#### [DATA SHOWN]
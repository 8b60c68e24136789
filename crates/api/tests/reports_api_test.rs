//! HTTP tests for the report routes, driven in-process against an
//! in-memory ledger.

use std::sync::Arc;

use axum::{
    Router,
    body::Body,
    http::{Request, StatusCode},
};
use chrono::NaiveDate;
use http_body_util::BodyExt;
use rust_decimal::Decimal;
use rust_decimal_macros::dec;
use serde_json::Value;
use tower::ServiceExt;

use neraca_api::{AppState, create_router};
use neraca_core::ledger::{
    Account, AccountType, InMemoryLedgerStore, NewJournalEntry, NewJournalLine,
};
use neraca_core::period::FixedClock;
use neraca_core::reports::ReportService;
use neraca_shared::ReportingConfig;
use neraca_shared::types::AccountId;

fn date(m: u32, d: u32) -> NaiveDate {
    NaiveDate::from_ymd_opt(2024, m, d).unwrap()
}

struct TestApp {
    router: Router,
    cash: AccountId,
}

/// Cash sale of 1000.00 on Jan 10, rent of 200.00 paid on Jan 15, and a
/// 500.00 sale on Feb 5. Today is 2024-01-31.
async fn test_app() -> TestApp {
    let store = Arc::new(InMemoryLedgerStore::new());
    let cash = store
        .add_account(Account::new("1100", "Cash", AccountType::Asset))
        .await
        .unwrap();
    let sales = store
        .add_account(Account::new("4000", "Sales", AccountType::Revenue))
        .await
        .unwrap();
    let rent = store
        .add_account(Account::new("6000", "Rent", AccountType::Expense))
        .await
        .unwrap();

    for (day, reference, debit, credit, amount) in [
        (date(1, 10), "JE-001", cash, sales, dec!(1000.00)),
        (date(1, 15), "JE-002", rent, cash, dec!(200.00)),
        (date(2, 5), "JE-003", cash, sales, dec!(500.00)),
    ] {
        store
            .post_entry(
                NewJournalEntry::new(day, reference, format!("{reference} description"))
                    .line(NewJournalLine::debit(debit, amount))
                    .line(NewJournalLine::credit(credit, amount)),
            )
            .await
            .unwrap();
    }

    let reports = ReportService::new(store, &ReportingConfig::default())
        .with_clock(Arc::new(FixedClock(date(1, 31))));

    TestApp {
        router: create_router(AppState::new(reports)),
        cash,
    }
}

async fn get(router: &Router, uri: &str) -> (StatusCode, Value) {
    let response = router
        .clone()
        .oneshot(Request::builder().uri(uri).body(Body::empty()).unwrap())
        .await
        .unwrap();

    let status = response.status();
    let bytes = response.into_body().collect().await.unwrap().to_bytes();
    (status, serde_json::from_slice(&bytes).unwrap())
}

fn amount(value: &Value) -> Decimal {
    value.as_str().unwrap().parse().unwrap()
}

#[tokio::test]
async fn test_health() {
    let app = test_app().await;
    let (status, body) = get(&app.router, "/api/v1/health").await;

    assert_eq!(status, StatusCode::OK);
    assert_eq!(body["status"], "healthy");
    assert_eq!(body["reportingDate"], "2024-01-31");
}

#[tokio::test]
async fn test_trial_balance_defaults_to_today() {
    let app = test_app().await;
    let (status, body) = get(&app.router, "/api/v1/reports/trial-balance").await;

    assert_eq!(status, StatusCode::OK);
    assert_eq!(body["asOfDate"], "2024-01-31");
    assert_eq!(body["isBalanced"], true);
    assert_eq!(amount(&body["totalDebit"]), dec!(1000));
    assert_eq!(amount(&body["totalCredit"]), dec!(1000));
}

#[tokio::test]
async fn test_profit_and_loss_period() {
    let app = test_app().await;
    let (status, body) = get(
        &app.router,
        "/api/v1/reports/profit-and-loss?from=2024-01-01&to=2024-01-31",
    )
    .await;

    assert_eq!(status, StatusCode::OK);
    assert_eq!(amount(&body["totalRevenue"]), dec!(1000));
    assert_eq!(amount(&body["totalOperatingExpenses"]), dec!(200));
    assert_eq!(amount(&body["netIncome"]), dec!(800));
    assert_eq!(amount(&body["netMargin"]), dec!(80));
}

#[tokio::test]
async fn test_balance_sheet_and_cash_flow() {
    let app = test_app().await;

    let (status, body) = get(
        &app.router,
        "/api/v1/reports/balance-sheet?as_of=2024-02-29",
    )
    .await;
    assert_eq!(status, StatusCode::OK);
    assert_eq!(amount(&body["totalAssets"]), dec!(1300));

    let (status, body) = get(
        &app.router,
        "/api/v1/reports/cash-flow?from=2024-01-01&to=2024-01-31",
    )
    .await;
    assert_eq!(status, StatusCode::OK);
    assert_eq!(amount(&body["netCashFlow"]), dec!(800));
}

#[tokio::test]
async fn test_invalid_dates_are_rejected() {
    let app = test_app().await;

    for uri in [
        "/api/v1/reports/trial-balance?as_of=2024-13-01",
        "/api/v1/reports/profit-and-loss?from=2024-02-01&to=2024-01-01",
        "/api/v1/reports/comparative/profit-and-loss",
        "/api/v1/reports/comparative/trial-balance?as_of=",
    ] {
        let (status, body) = get(&app.router, uri).await;
        assert_eq!(status, StatusCode::BAD_REQUEST, "{uri}");
        assert_eq!(body["error"], "INVALID_RANGE", "{uri}");
    }
}

#[tokio::test]
async fn test_unknown_account() {
    let app = test_app().await;

    let (status, body) = get(
        &app.router,
        &format!("/api/v1/accounts/{}/balance", AccountId::new()),
    )
    .await;
    assert_eq!(status, StatusCode::NOT_FOUND);
    assert_eq!(body["error"], "NOT_FOUND");

    let (status, body) = get(&app.router, "/api/v1/accounts/not-a-uuid/balance").await;
    assert_eq!(status, StatusCode::BAD_REQUEST);
    assert_eq!(body["error"], "VALIDATION_ERROR");
}

#[tokio::test]
async fn test_account_balance_window() {
    let app = test_app().await;
    let (status, body) = get(
        &app.router,
        &format!("/api/v1/accounts/{}/balance?to=2024-01-31", app.cash),
    )
    .await;

    assert_eq!(status, StatusCode::OK);
    assert_eq!(amount(&body["balance"]), dec!(800));
    assert_eq!(amount(&body["totalDebit"]), dec!(1000));
    assert_eq!(amount(&body["totalCredit"]), dec!(200));
}

#[tokio::test]
async fn test_account_ledger_pagination_keeps_period_balances() {
    let app = test_app().await;
    let (status, body) = get(
        &app.router,
        &format!(
            "/api/v1/accounts/{}/ledger?from=2024-01-01&to=2024-02-29&page=2&per_page=2",
            app.cash
        ),
    )
    .await;

    assert_eq!(status, StatusCode::OK);
    assert_eq!(amount(&body["beginningBalance"]), dec!(0));
    assert_eq!(amount(&body["endingBalance"]), dec!(1300));

    let movements = &body["movements"];
    assert_eq!(movements["meta"]["total"], 3);
    assert_eq!(movements["meta"]["total_pages"], 2);
    let page = movements["data"].as_array().unwrap();
    assert_eq!(page.len(), 1);
    assert_eq!(page[0]["reference"], "JE-003");
    assert_eq!(amount(&page[0]["runningBalance"]), dec!(1300));
}

#[tokio::test]
async fn test_account_ledger_bad_page_is_json_400() {
    let app = test_app().await;
    for query in ["page=abc", "per_page=-5"] {
        let (status, body) = get(
            &app.router,
            &format!("/api/v1/accounts/{}/ledger?{query}", app.cash),
        )
        .await;

        assert_eq!(status, StatusCode::BAD_REQUEST);
        assert_eq!(body["error"], "VALIDATION_ERROR");
        assert!(body["message"].as_str().unwrap().contains("must be a positive integer"));
    }
}

#[tokio::test]
async fn test_general_ledger_for_one_account() {
    let app = test_app().await;
    let (status, body) = get(
        &app.router,
        &format!(
            "/api/v1/reports/general-ledger?from=2024-01-01&to=2024-01-31&account_id={}",
            app.cash
        ),
    )
    .await;

    assert_eq!(status, StatusCode::OK);
    let accounts = body["accounts"].as_array().unwrap();
    assert_eq!(accounts.len(), 1);
    assert_eq!(accounts[0]["code"], "1100");
    assert_eq!(accounts[0]["movements"].as_array().unwrap().len(), 2);
}

#[tokio::test]
async fn test_comparative_and_variance() {
    let app = test_app().await;

    let (status, body) = get(
        &app.router,
        "/api/v1/reports/comparative/trial-balance?as_of=2024-01-31,2024-02-29",
    )
    .await;
    assert_eq!(status, StatusCode::OK);
    assert_eq!(body["periods"].as_array().unwrap().len(), 2);
    assert_eq!(body["accounts"].as_array().unwrap().len(), 3);

    let (status, body) = get(
        &app.router,
        "/api/v1/reports/comparative/profit-and-loss?periods=2024-01-01..2024-01-31,2024-02-01..2024-02-29",
    )
    .await;
    assert_eq!(status, StatusCode::OK);
    let periods = body["periods"].as_array().unwrap();
    assert_eq!(amount(&periods[1]["report"]["totalRevenue"]), dec!(500));

    let (status, body) = get(
        &app.router,
        "/api/v1/reports/profit-and-loss/variance?from=2024-02-01&to=2024-02-29&previous_from=2024-01-01&previous_to=2024-01-31",
    )
    .await;
    assert_eq!(status, StatusCode::OK);
    assert_eq!(amount(&body["revenue"]["change"]), dec!(-500));
    assert_eq!(amount(&body["revenue"]["changePercent"]), dec!(-50));
}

#### [WHAT TO PRODUCE]
Find the word "accounts" in the entries, then copy out every line that has it.

#### [RESULT OF THE EXERCISE]
        &format!("/api/v1/accounts/{}/balance", AccountId::new()),
    let (status, body) = get(&app.router, "/api/v1/accounts/not-a-uuid/balance").await;
        &format!("/api/v1/accounts/{}/balance?to=2024-01-31", app.cash),
            "/api/v1/accounts/{}/ledger?from=2024-01-01&to=2024-02-29&page=2&per_page=2",
            &format!("/api/v1/accounts/{}/ledger?{query}", app.cash),
    let accounts = body["accounts"].as_array().unwrap();
    assert_eq!(accounts.len(), 1);
    assert_eq!(accounts[0]["code"], "1100");
    assert_eq!(accounts[0]["movements"].as_array().unwrap().len(), 2);
    assert_eq!(body["accounts"].as_array().unwrap().len(), 3);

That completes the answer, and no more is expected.